**Your goal:** Retrieve every line of the data holding the word "SELECT".

(Stored data entries)
============

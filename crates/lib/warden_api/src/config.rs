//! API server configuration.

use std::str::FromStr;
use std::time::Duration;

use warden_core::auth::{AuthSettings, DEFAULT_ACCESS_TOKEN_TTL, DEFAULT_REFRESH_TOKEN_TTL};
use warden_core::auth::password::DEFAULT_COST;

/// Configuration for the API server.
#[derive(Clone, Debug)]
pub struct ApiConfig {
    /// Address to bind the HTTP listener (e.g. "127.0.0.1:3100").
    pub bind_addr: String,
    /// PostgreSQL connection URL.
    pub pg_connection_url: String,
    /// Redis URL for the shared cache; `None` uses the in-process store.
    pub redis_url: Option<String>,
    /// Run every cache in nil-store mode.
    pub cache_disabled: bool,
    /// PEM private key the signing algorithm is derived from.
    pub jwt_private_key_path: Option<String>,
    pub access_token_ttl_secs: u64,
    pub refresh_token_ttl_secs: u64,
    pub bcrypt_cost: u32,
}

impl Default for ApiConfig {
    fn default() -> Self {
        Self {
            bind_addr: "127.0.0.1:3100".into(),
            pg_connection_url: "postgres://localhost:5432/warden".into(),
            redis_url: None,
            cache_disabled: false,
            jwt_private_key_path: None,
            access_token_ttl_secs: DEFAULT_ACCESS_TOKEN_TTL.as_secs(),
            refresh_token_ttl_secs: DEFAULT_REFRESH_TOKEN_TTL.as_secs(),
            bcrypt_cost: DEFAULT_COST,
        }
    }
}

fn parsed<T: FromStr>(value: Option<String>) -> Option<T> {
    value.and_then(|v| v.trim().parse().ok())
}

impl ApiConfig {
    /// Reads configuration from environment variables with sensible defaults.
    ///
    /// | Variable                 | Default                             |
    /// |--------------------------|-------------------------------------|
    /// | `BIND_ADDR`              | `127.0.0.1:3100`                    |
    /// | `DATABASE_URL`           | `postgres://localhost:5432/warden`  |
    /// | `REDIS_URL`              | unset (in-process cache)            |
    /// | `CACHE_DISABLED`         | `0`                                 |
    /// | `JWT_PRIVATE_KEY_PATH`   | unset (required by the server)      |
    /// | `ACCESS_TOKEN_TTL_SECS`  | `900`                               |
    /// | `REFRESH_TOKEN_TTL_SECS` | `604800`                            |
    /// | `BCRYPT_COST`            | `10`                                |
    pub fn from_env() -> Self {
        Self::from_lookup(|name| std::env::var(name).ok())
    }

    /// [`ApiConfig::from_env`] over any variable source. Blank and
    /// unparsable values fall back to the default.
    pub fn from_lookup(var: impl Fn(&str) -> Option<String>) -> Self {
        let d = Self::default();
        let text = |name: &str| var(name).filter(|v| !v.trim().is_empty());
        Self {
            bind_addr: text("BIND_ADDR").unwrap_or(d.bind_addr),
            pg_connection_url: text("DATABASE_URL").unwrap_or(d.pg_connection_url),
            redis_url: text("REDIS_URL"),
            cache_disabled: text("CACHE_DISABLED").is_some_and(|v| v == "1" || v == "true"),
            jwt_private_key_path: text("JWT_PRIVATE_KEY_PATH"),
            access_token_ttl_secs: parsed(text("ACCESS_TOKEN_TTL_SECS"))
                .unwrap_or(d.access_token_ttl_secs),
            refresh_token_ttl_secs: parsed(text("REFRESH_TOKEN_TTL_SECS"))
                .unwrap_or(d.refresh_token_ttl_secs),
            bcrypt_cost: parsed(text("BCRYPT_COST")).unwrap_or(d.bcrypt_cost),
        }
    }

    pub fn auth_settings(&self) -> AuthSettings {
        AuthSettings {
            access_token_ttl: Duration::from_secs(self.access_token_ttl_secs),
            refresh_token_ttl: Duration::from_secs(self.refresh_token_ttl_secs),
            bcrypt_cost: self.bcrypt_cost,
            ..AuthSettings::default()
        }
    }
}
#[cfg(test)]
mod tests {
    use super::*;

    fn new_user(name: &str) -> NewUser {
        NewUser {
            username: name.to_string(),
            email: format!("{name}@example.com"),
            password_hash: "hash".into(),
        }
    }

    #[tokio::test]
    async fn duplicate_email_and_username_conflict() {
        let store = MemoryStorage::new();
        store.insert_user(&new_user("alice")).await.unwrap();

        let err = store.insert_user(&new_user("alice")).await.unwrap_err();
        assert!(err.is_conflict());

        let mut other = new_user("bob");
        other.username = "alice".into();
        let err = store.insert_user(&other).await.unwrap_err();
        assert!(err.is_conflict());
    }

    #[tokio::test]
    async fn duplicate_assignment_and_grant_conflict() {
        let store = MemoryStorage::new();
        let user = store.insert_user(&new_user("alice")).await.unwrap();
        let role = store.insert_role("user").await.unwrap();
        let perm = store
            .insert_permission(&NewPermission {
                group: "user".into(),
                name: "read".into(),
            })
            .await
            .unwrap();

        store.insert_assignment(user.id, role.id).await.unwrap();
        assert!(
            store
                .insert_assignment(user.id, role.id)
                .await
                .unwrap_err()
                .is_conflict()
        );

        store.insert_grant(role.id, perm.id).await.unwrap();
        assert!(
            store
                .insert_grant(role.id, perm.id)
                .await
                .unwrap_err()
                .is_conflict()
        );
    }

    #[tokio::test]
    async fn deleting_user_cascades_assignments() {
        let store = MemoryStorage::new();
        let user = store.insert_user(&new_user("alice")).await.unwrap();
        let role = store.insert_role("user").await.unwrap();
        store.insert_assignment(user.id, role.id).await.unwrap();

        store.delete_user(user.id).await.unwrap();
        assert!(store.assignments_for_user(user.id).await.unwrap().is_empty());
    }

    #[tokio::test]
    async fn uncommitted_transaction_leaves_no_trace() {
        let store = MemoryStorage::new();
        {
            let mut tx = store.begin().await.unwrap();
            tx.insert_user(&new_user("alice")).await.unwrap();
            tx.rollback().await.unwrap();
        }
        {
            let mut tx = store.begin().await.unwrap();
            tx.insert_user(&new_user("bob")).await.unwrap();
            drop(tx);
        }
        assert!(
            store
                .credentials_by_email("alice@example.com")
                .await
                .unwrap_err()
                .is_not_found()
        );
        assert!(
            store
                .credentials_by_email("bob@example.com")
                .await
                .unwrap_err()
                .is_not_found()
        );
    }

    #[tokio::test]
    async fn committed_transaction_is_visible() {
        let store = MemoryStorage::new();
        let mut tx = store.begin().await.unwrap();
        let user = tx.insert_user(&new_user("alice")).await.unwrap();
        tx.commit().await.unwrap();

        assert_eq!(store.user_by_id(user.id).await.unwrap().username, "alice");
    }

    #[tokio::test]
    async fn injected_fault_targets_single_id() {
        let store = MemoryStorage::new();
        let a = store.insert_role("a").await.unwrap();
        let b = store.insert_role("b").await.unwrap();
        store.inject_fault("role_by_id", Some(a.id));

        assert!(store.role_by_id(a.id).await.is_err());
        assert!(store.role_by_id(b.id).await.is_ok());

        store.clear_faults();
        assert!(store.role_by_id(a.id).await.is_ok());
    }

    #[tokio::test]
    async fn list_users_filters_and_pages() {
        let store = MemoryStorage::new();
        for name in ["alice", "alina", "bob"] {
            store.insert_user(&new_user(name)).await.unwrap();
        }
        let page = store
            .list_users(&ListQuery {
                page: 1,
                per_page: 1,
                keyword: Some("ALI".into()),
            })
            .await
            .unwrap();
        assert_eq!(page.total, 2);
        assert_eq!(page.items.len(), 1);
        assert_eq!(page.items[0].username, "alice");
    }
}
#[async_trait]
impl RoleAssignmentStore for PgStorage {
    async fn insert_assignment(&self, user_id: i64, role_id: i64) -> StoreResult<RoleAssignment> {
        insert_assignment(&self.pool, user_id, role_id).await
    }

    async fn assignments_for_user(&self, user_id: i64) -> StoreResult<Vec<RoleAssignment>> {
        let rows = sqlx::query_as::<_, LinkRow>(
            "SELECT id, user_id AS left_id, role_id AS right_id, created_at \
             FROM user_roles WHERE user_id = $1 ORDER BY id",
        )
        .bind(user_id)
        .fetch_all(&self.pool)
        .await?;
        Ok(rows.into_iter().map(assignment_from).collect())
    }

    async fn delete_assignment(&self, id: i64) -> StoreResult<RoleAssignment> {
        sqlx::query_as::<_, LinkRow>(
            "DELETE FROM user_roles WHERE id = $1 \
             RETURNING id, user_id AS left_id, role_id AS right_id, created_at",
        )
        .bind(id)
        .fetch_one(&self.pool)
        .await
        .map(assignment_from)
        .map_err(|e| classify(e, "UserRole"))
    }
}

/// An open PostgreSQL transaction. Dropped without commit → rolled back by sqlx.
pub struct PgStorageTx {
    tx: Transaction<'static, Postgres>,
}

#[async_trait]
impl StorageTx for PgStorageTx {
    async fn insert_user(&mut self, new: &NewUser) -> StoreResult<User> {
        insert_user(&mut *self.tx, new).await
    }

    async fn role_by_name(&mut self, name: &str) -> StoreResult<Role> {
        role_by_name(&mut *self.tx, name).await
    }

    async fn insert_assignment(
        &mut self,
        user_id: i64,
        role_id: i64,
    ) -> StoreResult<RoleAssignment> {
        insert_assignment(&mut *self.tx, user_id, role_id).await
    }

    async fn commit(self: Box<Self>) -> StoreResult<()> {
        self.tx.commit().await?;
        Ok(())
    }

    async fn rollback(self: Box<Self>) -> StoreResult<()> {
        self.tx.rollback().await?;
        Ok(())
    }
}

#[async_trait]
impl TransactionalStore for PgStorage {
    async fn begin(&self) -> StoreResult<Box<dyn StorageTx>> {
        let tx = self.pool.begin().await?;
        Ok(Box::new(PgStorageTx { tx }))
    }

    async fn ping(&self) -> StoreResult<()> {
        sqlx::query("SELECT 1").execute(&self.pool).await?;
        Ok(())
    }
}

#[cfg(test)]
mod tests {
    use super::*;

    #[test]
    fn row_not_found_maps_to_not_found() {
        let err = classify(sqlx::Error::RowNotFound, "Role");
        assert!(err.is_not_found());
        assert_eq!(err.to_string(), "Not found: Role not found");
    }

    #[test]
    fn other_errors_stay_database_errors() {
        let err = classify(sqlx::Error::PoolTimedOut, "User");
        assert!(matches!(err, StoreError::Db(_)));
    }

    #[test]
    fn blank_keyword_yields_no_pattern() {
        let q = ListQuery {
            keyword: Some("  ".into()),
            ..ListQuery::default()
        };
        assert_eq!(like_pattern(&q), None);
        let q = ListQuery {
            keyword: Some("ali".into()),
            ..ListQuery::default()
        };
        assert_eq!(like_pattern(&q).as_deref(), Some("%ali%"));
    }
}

============

**Response:**
            "SELECT id, user_id AS left_id, role_id AS right_id, created_at \
        sqlx::query("SELECT 1").execute(&self.pool).await?;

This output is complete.